“La sera di quel giorno, il primo della settimana,
mentre erano chiuse le porte del luogo dove si trovavano i discepoli per timore dei Giudei,
venne Gesù, stette in mezzo e disse loro: «Pace a voi!».
Detto questo, mostrò loro le mani e il fianco.
E i discepoli gioirono al vedere il Signore. Gesù disse loro di nuovo: «Pace a voi!
Come il Padre ha mandato me, anche io mando voi».
Detto questo, soffiò e disse loro: «Ricevete lo Spirito Santo”. (Gv 20,19-23)
Gesù soffia vita, trasmette ai suoi ciò che lo fa vivere, quel principio vitale e luminoso, quella intensità che lo faceva diverso, unico nel suo modo di amare. In quella stanza chiusa, in quella situazione asfittica, entra il respiro ampio e profondo di Dio. L’abbandonato ritorna da coloro che lo avevano abbandonato. Non accusa nessuno, avvia processi di vita; gestisce la fragilità dei suoi con un metodo umanissimo e creativo.

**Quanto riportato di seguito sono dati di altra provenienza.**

/// Run the kernel on every group. Fixed interface points are checked against
/// their snapshot and restored bit for bit, so scaling round-off never
/// reaches the communicators.
fn remesh_groups<C: Transport>(
    pm: &mut ParMesh<C>,
    kernel: &dyn RemeshKernel,
    cfg: &ParMeshConfig,
) -> Result<Outcome, ParMeshError> {
    let rank = pm.rank();
    let fixed = !cfg.interface_motion;
    let tol2 = cfg.geometric_tolerance * cfg.geometric_tolerance;
    let mut worst = Outcome::Success;
    for (g, group) in pm.groups_mut().iter_mut().enumerate() {
        let snapshot = fixed.then(|| group.interface_snapshot());
        let ctx = KernelContext {
            rank,
            group: g,
            options: &cfg.remesh,
            interface_fixed: fixed,
        };
        let info = kernel.scale(group);
        let outcome = kernel.remesh(group, &ctx);
        kernel.unscale(group, &info);
        debug!("rank {rank} group {g}: {} returned {outcome}", kernel.name());
        if outcome == Outcome::StrongFailure {
            return Err(ParMeshError::Kernel { group: g, outcome });
        }
        worst = worst.worst(outcome);
        if let Some(before) = snapshot {
            restore_interface(group, &before, tol2)?;
        }
    }
    Ok(worst)
}

fn restore_interface(
    group: &mut Group,
    before: &[(GlobalId, [f64; 3])],
    tol2: f64,
) -> Result<(), ParMeshError> {
    let after: HashSet<GlobalId> = group.interface_points().map(|i| group.points()[i].gid).collect();
    if let Some(&(gid, _)) = before.iter().find(|(gid, _)| !after.contains(gid)) {
        return Err(ParMeshError::InterfaceMoved { gid });
    }
    let by_gid: HashMap<GlobalId, [f64; 3]> = before.iter().copied().collect();
    for p in group.points_mut().iter_mut().filter(|p| p.is_interface()) {
        let Some(&c) = by_gid.get(&p.gid) else {
            return Err(ParMeshError::InterfaceMoved { gid: p.gid });
        };
        let d2: f64 = (0..3).map(|d| (p.coords[d] - c[d]).powi(2)).sum();
        if d2 > tol2 {
            return Err(ParMeshError::InterfaceMoved { gid: p.gid });
        }
        p.coords = c;
    }
    Ok(())
}

/// Give the points created by the kernel global ids unique across all
/// processes: above the global maximum, strided by rank. Collective.
fn number_new_points<C: Transport>(pm: &mut ParMesh<C>) -> Result<(), ParMeshError> {
    let local_max = pm.groups().iter().map(Group::max_gid).max().unwrap_or(0);
    let base = all_reduce_u64(pm.comm(), local_max, ReduceOp::Max)? + 1;
    let (rank, size) = (pm.rank() as u64, pm.nprocs() as u64);
    let mut assigned = 0u64;
    for group in pm.groups_mut() {
        assigned += group.assign_fresh_gids(base + assigned * size, rank, size) as u64;
    }
    if assigned > 0 {
        debug!("rank {rank}: numbered {assigned} new points from {base}");
    }
    Ok(())
}

#[cfg(test)]
mod tests {
    use super::*;
    use crate::algs::meshgen::cube_mesh;
    use crate::algs::transport::NoComm;
    use crate::kernel::{CentroidSplitKernel, IdentityKernel};
    use crate::geometry::metric::Metric;

    #[test]
    fn state_machine_transitions() {
        assert_eq!(Phase::Distribute.successor(false), Phase::Balance);
        assert_eq!(Phase::Distribute.successor(true), Phase::MergeToRoot);
        assert_eq!(Phase::CheckConverged.successor(false), Phase::Balance);
        assert_eq!(Phase::CheckConverged.successor(true), Phase::MergeToRoot);
        assert_eq!(Phase::ReconstructBoundary.successor(false), Phase::Done);
        assert_eq!(Phase::Failed.successor(true), Phase::Failed);
        assert!(Phase::Done.is_terminal() && Phase::Failed.is_terminal());
    }

    #[test]
    fn serial_identity_run() {
        let mesh = cube_mesh(2, 2, 2);
        let kernel = IdentityKernel;
        let mut d = Driver::new(NoComm, ParMeshConfig::default(), &kernel);
        assert_eq!(d.run(vec![mesh.clone()]), Outcome::Success);
        let out = d.mesh().unwrap();
        assert_eq!(out.n_tetra(), mesh.n_tetra());
        assert_eq!(out.interface_points().count(), 0);
        // converged after the first pass
        assert_eq!(d.report().iterations, 1);
        assert_eq!(d.report().phases.last().unwrap().phase, Phase::ReconstructBoundary);
    }

    #[test]
    fn serial_refinement_converges() {
        let mesh = cube_mesh(1, 1, 1).with_metric(Metric::constant(8, 0.35));
        let kernel = CentroidSplitKernel;
        let cfg = ParMeshConfig { niter: 10, ..Default::default() };
        let mut d = Driver::new(NoComm, cfg, &kernel);
        assert_eq!(d.run(vec![mesh]), Outcome::Success);
        let report = d.report().clone();
        assert!(report.iterations < 10);
        let out = d.into_mesh().unwrap();
        assert!(out.n_tetra() > 6);
        assert!(out.points().iter().all(|p| p.gid != UNASSIGNED_GID));
        assert!((out.volume() - 1.0).abs() < 1e-12);
    }

    #[test]
    fn invalid_options_never_start_the_loop() {
        let kernel = IdentityKernel;
        let mut cfg = ParMeshConfig::default();
        cfg.remesh.iso = true;
        let mut d = Driver::new(NoComm, cfg, &kernel);
        assert_eq!(d.run(vec![cube_mesh(1, 1, 1)]), Outcome::LowFailure);
        assert_eq!(d.report().phases.len(), 1);
        assert!(d.mesh().is_none());
        assert_eq!(d.parmesh().n_groups(), 0);
    }

    #[test]
    fn empty_budget_skips_the_loop() {
        let kernel = IdentityKernel;
        let cfg = ParMeshConfig { niter: 0, ..Default::default() };
        let mut d = Driver::new(NoComm, cfg, &kernel);
        assert_eq!(d.run(vec![cube_mesh(1, 1, 1)]), Outcome::Success);
        let phases: Vec<Phase> = d.report().phases.iter().map(|r| r.phase).collect();
        assert_eq!(
            phases,
            vec![Phase::Distribute, Phase::MergeToRoot, Phase::ReconstructBoundary]
        );
    }

    #[test]
    fn report_serializes() {
        let kernel = IdentityKernel;
        let mut d = Driver::new(NoComm, ParMeshConfig::default(), &kernel);
        d.run(vec![cube_mesh(1, 1, 1)]);
        let json = serde_json::to_string(d.report()).unwrap();
        assert!(json.contains("\"outcome\":\"Success\""));
    }
}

Li rassicura che il suo amore per loro è intatto: mostrò loro le mani piagate e il costato aperto, ferite d’amore;
ribadisce la sua fiducia totale in loro:
“Voi come me, Voi e non altri. Anche se mi avete lasciato solo, io credo ancora in Voi e mando Voi!”
Carissime Sorelle, carissimi Amici,
è Pentecoste! Credo non ci sia circostanza liturgica migliore e più adatta per raggiungervi con questa lettera, preceduta dalla Parola di Dio proclamata in questo giorno in tutto il mondo e accompagnata da una profonda convinzione che sorregge i passi del Consiglio Generale.
La esprimo attingendo alle parole del Cardinal Martini:
“Lo Spirito c’è anche oggi, come al tempo di Gesù e degli Apostoli: c’è e sta operando, arriva prima di noi, lavora più di noi e meglio di noi; a noi non tocca né seminarlo né svegliarlo, ma anzitutto riconoscerlo, accoglierlo, assecondarlo, fargli strada, andargli dietro. C’è e non si è mai perso d’animo rispetto al nostro tempo; al contrario sorride, penetra, investe, avvolge, arriva anche là dove mai avremmo immaginato. Di fronte alla crisi nodale della nostra epoca che è la crisi del senso di Dio, lo Spirito sta operando, nell’invisibilità e nella piccolezza, senza clamore e nella quotidianità”.
Nella Pentecoste, la Chiesa comincia a vivere la sua età adulta: è il tempo della testimonianza, della responsabilità, è il momento di prendere in mano la propria vita di fede. Sappiamo bene che, entrando in una fase nuova della vita, le relazioni cambiano, si trasformano, ma non vengono cancellate o distrutte. Le parole di Gesù nel Vangelo avevano aiutato i discepoli a entrare in una nuova modalità di relazione con lui: la presenza del Consolatore è il modo nuovo in cui Gesù starà accanto ai suoi discepoli.
Lo Spirito dirà ancora nuove parole, perché Dio non smette di parlare all’umanità. Dio continua a dire, si comunica, perché la parola è espressione dell’amore. Dio disse, il Verbo si è incarnato, ora lo Spirito «dirà tutto ciò che avrà udito e vi annuncerà le cose future» (Gv 16,13).
Anche a noi, Figlie della Carità, nell’ evento ecclesiale del Capitolo Generale (agosto 2022), sono state annunciate “cose future”, parole nuove, sfide cruciali, cambiamenti da riconoscere ed affrontare con coraggio, per testimoniare con parresia l’unità dell’Istituto nella Carità.
Maria, presente a Pentecoste come Madre della Chiesa nascente, è Madre della Carità sotto la Croce, vera fondatrice dell’Istituto. È colei che l’ha guidato fin qui e ci indica l’atteggiamento adeguato per vivere l’amore di Dio.
Maddalena ci esorta:
“Continuate sempre a stare attaccate alla SS. Nostra madre Maria,
e tutte, in qualsiasi bisogno, correte a Lei, e non dubitate mai di nulla”.
La familiarità con cui ci affidiamo alla Sua intercessione materna, il nostro affetto e la nostra devozione ci portino a vivere come lei, con umiltà e fiducia, il servizio e la missione.
Maddalena, Madre nostra, di cui celebriamo i 250 anni della nascita, continui ad amarci come Figlie della Carità e ci benedica.